Molecular Determinants of Ligand Binding Modes in the Histamine H4 Receptor: Linking Ligand-Based Three-Dimensional Quantitative Structure-Activity Relationship (3D-QSAR) Models to in Silico Guided Receptor Mutagenesis Studies

The histamine H-4 receptor (H4R) is a G protein-coupled receptor (GPCR) that plays an important role in inflammation. Similar to the homologous histamine H-3 receptor (H3R), two acidic residues in the HA binding pocket, D-3.32 and E-5.46, act as essential hydrogen bond acceptors of positively ionizable hydrogen bond donors in H4R ligands. Given the symmetric distribution of these complementary pharmacophore features in H4R and its ligands, different alternative ligand binding mode hypotheses have been proposed. The current study focuses on the elucidation of the molecular determinants of H4R-ligand binding modes by combining (3D) quantitative structure-activity relationship (QSAR), protein homology modeling, molecular dynamics simulations, and site-directed mutagenesis studies. We have designed and synthesized a series of clobenpropit (N-(4-chlorobenzyl)-S-[3-(4(5)-imidazolyl)propyl]isothiourea) derivatives to investigate H4R-ligand interactions and ligand binding orientations.
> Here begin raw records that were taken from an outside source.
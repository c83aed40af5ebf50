//! Supertype and member accessors
//!
//! These are the only entry points that read supertypes, member types,
//! fields and methods. Each one first runs whatever lazy completion the
//! type still needs (binary completion steps, source hierarchy
//! connection, source member building) so callers never observe a
//! half-built binding.

use super::{CompletionStage, LookupEnvironment};
use crate::binding::{FieldId, MethodId, TypeBinding, TypeId, TypeState, WildcardKind};
use crate::error::LookupResult;
use crate::names::well_known;
use rustc_hash::FxHashSet;

impl LookupEnvironment {
    fn ensure_supertypes(&mut self, ty: TypeId) -> LookupResult<()> {
        let Some(class) = self.class(ty) else {
            return Ok(());
        };
        if class.is_binary() {
            self.complete_binary_superclass(ty)?;
            return self.complete_binary_super_interfaces(ty);
        }
        if !class.state.contains(TypeState::BEGIN_HIERARCHY_CHECK)
            && self.source_stage(ty).is_some_and(|stage| stage >= CompletionStage::ImportsResolved)
        {
            self.connect_type_hierarchy(ty)?;
        }
        Ok(())
    }

    fn ensure_members(&mut self, ty: TypeId) -> LookupResult<()> {
        let Some(class) = self.class(ty) else {
            return Ok(());
        };
        if class.is_binary() {
            return self.complete_binary_members(ty);
        }
        if !class.state.contains(TypeState::FIELDS_AND_METHODS_BUILT)
            && self.source_stage(ty).is_some_and(|stage| stage >= CompletionStage::ImportsResolved)
        {
            self.build_fields_and_methods(ty)?;
        }
        Ok(())
    }

    fn resolve_all(&mut self, ids: Vec<TypeId>) -> LookupResult<Vec<TypeId>> {
        let mut resolved = Vec::with_capacity(ids.len());
        for id in ids {
            resolved.push(self.resolved(id)?);
        }
        Ok(resolved)
    }

    /// Direct superclass of any type
    ///
    /// Parameterized types answer the substituted superclass, raw types the
    /// erased one. Arrays answer `Object`; type variables and captures their
    /// class bound.
    pub fn superclass(&mut self, ty: TypeId) -> LookupResult<Option<TypeId>> {
        let ty = self.resolved(ty)?;
        match self.ty(ty) {
            TypeBinding::Class(_) => {
                self.ensure_supertypes(ty)?;
                match self.class(ty).and_then(|class| class.superclass) {
                    Some(superclass) => Ok(Some(self.resolved(superclass)?)),
                    None => Ok(None),
                }
            }
            TypeBinding::Parameterized(p) => {
                let generic = p.generic;
                match self.superclass(generic)? {
                    Some(superclass) => {
                        let substitution = self.substitution_for(ty)?;
                        Ok(Some(self.substitute(&substitution, superclass)?))
                    }
                    None => Ok(None),
                }
            }
            TypeBinding::Raw(raw) => {
                let generic = raw.generic;
                match self.superclass(generic)? {
                    Some(superclass) => Ok(Some(self.raw_erasure(superclass)?)),
                    None => Ok(None),
                }
            }
            TypeBinding::Array(_) => Ok(Some(self.object_type()?)),
            TypeBinding::TypeVariable(tv) => match tv.superclass {
                Some(superclass) => Ok(Some(self.resolved(superclass)?)),
                None => Ok(None),
            },
            TypeBinding::Captured(capture) => {
                let bounds = capture.upper_bounds.clone();
                for bound in bounds {
                    let is_class = match self.erasure_class(bound) {
                        Some(class) => self.class(class).is_some_and(|c| !c.is_interface()),
                        None => self.ty(bound).is_type_variable_like(),
                    };
                    if is_class {
                        return Ok(Some(bound));
                    }
                }
                Ok(Some(self.object_type()?))
            }
            TypeBinding::Wildcard(wildcard) => match (wildcard.kind, wildcard.bound) {
                (WildcardKind::Extends, Some(bound)) if wildcard.generic.is_none() => Ok(Some(bound)),
                _ => Ok(Some(self.object_type()?)),
            },
            TypeBinding::Base(_) | TypeBinding::Unresolved(_) | TypeBinding::Problem(_) => Ok(None),
        }
    }

    /// Direct superinterfaces of any type
    pub fn super_interfaces(&mut self, ty: TypeId) -> LookupResult<Vec<TypeId>> {
        let ty = self.resolved(ty)?;
        match self.ty(ty) {
            TypeBinding::Class(_) => {
                self.ensure_supertypes(ty)?;
                let interfaces = self.class(ty).map(|class| class.super_interfaces.clone()).unwrap_or_default();
                self.resolve_all(interfaces)
            }
            TypeBinding::Parameterized(p) => {
                let generic = p.generic;
                let interfaces = self.super_interfaces(generic)?;
                let substitution = self.substitution_for(ty)?;
                let mut result = Vec::with_capacity(interfaces.len());
                for interface in interfaces {
                    result.push(self.substitute(&substitution, interface)?);
                }
                Ok(result)
            }
            TypeBinding::Raw(raw) => {
                let generic = raw.generic;
                let interfaces = self.super_interfaces(generic)?;
                let mut result = Vec::with_capacity(interfaces.len());
                for interface in interfaces {
                    result.push(self.raw_erasure(interface)?);
                }
                Ok(result)
            }
            TypeBinding::Array(_) => {
                let mut result = Vec::with_capacity(2);
                for name in [well_known::JAVA_LANG_CLONEABLE, well_known::JAVA_IO_SERIALIZABLE] {
                    if let Some(interface) = self.well_known_type(name)? {
                        result.push(interface);
                    }
                }
                Ok(result)
            }
            TypeBinding::TypeVariable(tv) => {
                let interfaces = tv.super_interfaces.clone();
                self.resolve_all(interfaces)
            }
            TypeBinding::Captured(capture) => {
                let bounds = capture.upper_bounds.clone();
                let mut result = Vec::new();
                for bound in bounds {
                    let is_interface = self
                        .erasure_class(bound)
                        .and_then(|class| self.class(class))
                        .is_some_and(|class| class.is_interface());
                    if is_interface {
                        result.push(bound);
                    }
                }
                Ok(result)
            }
            TypeBinding::Wildcard(wildcard) if wildcard.generic.is_none() => Ok(wildcard.other_bounds.clone()),
            _ => Ok(Vec::new()),
        }
    }

    /// Direct member types of a class-like type
    pub fn member_types(&mut self, ty: TypeId) -> LookupResult<Vec<TypeId>> {
        let ty = self.resolved(ty)?;
        let Some(class) = self.erasure_class(ty) else {
            return Ok(Vec::new());
        };
        if self.class(class).is_some_and(|c| c.is_binary()) {
            self.complete_binary_member_types(class)?;
        }
        Ok(self.class(class).map(|c| c.member_types.clone()).unwrap_or_default())
    }

    /// Methods declared by a type, seen through the type
    ///
    /// Parameterized and raw types answer substituted views of the generic
    /// type's methods; the views are uniqued per (receiver, method).
    pub fn methods(&mut self, ty: TypeId) -> LookupResult<Vec<MethodId>> {
        let ty = self.resolved(ty)?;
        match self.ty(ty) {
            TypeBinding::Class(_) => {
                self.ensure_members(ty)?;
                Ok(self.class(ty).map(|class| class.methods.clone()).unwrap_or_default())
            }
            TypeBinding::Parameterized(p) => {
                let generic = p.generic;
                let originals = self.methods(generic)?;
                let mut result = Vec::with_capacity(originals.len());
                for original in originals {
                    result.push(self.substituted_method(ty, original)?);
                }
                Ok(result)
            }
            TypeBinding::Raw(raw) => {
                let generic = raw.generic;
                let originals = self.methods(generic)?;
                let mut result = Vec::with_capacity(originals.len());
                for original in originals {
                    result.push(self.substituted_method(ty, original)?);
                }
                Ok(result)
            }
            _ => Ok(Vec::new()),
        }
    }

    /// Fields declared by a type, seen through the type
    pub fn fields(&mut self, ty: TypeId) -> LookupResult<Vec<FieldId>> {
        let ty = self.resolved(ty)?;
        match self.ty(ty) {
            TypeBinding::Class(_) => {
                self.ensure_members(ty)?;
                Ok(self.class(ty).map(|class| class.fields.clone()).unwrap_or_default())
            }
            TypeBinding::Parameterized(_) | TypeBinding::Raw(_) => {
                let Some(generic) = self.erasure_class(ty) else {
                    return Ok(Vec::new());
                };
                let originals = self.fields(generic)?;
                let mut result = Vec::with_capacity(originals.len());
                for original in originals {
                    result.push(self.substituted_field(ty, original)?);
                }
                Ok(result)
            }
            _ => Ok(Vec::new()),
        }
    }

    /// Methods with the given selector declared by a type
    pub fn methods_named(&mut self, ty: TypeId, selector: &str) -> LookupResult<Vec<MethodId>> {
        let ty = self.resolved(ty)?;
        let Some(class) = self.erasure_class(ty) else {
            return Ok(Vec::new());
        };
        self.ensure_members(class)?;
        let declared: Vec<MethodId> = self
            .class(class)
            .map(|c| c.methods.clone())
            .unwrap_or_default()
            .into_iter()
            .filter(|&m| self.method(m).selector == selector)
            .collect();
        if class == ty {
            return Ok(declared);
        }
        let mut result = Vec::with_capacity(declared.len());
        for original in declared {
            result.push(self.substituted_method(ty, original)?);
        }
        Ok(result)
    }

    /// Erasure of `sub` is `sup` or inherits from it
    pub fn is_subclass_of(&mut self, sub: TypeId, sup: TypeId) -> LookupResult<bool> {
        let (Some(sub), Some(sup)) = (self.erasure_class(sub), self.erasure_class(sup)) else {
            return Ok(false);
        };
        if sub == sup || self.is_object(sup) {
            return Ok(true);
        }
        let mut visited = FxHashSet::default();
        let mut stack = vec![sub];
        while let Some(current) = stack.pop() {
            if !visited.insert(current) {
                continue;
            }
            if current == sup {
                return Ok(true);
            }
            if let Some(superclass) = self.superclass(current)? {
                stack.extend(self.erasure_class(superclass));
            }
            for interface in self.super_interfaces(current)? {
                stack.extend(self.erasure_class(interface));
            }
        }
        Ok(false)
    }

    /// Neither the type nor any supertype declares member types
    ///
    /// The answer is cached in `HAS_NO_MEMBER_TYPES` once it is known.
    pub fn has_no_member_types(&mut self, ty: TypeId) -> LookupResult<bool> {
        let Some(class) = self.erasure_class(ty) else {
            return Ok(true);
        };
        if self.class(class).is_some_and(|c| c.state.contains(TypeState::HAS_NO_MEMBER_TYPES)) {
            return Ok(true);
        }
        let mut visited = FxHashSet::default();
        let mut stack = vec![class];
        while let Some(current) = stack.pop() {
            if !visited.insert(current) {
                continue;
            }
            if self.class(current).is_some_and(|c| c.state.contains(TypeState::HAS_NO_MEMBER_TYPES)) {
                continue;
            }
            if !self.member_types(current)?.is_empty() {
                return Ok(false);
            }
            if let Some(superclass) = self.superclass(current)? {
                stack.extend(self.erasure_class(superclass));
            }
            for interface in self.super_interfaces(current)? {
                stack.extend(self.erasure_class(interface));
            }
        }
        let complete = self
            .class(class)
            .is_some_and(|c| c.is_binary() || c.state.contains(TypeState::END_HIERARCHY_CHECK));
        if complete {
            if let Some(c) = self.class_mut(class) {
                c.state.insert(TypeState::HAS_NO_MEMBER_TYPES);
            }
        }
        Ok(true)
    }
}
Interestingly, our studies indicate that clobenpropit (2) itself can bind to H4R in two distinct binding modes, while the addition of a cyclohexyl group to the clobenpropit isothiourea moiety allows VUF5228 (5) to adopt only one specific binding mode in the HA binding pocket. Our ligand-steered, experimentally supported protein modeling method gives new insights into ligand recognition by H4R and can be used as a general approach to elucidate the structure of protein-ligand complexes.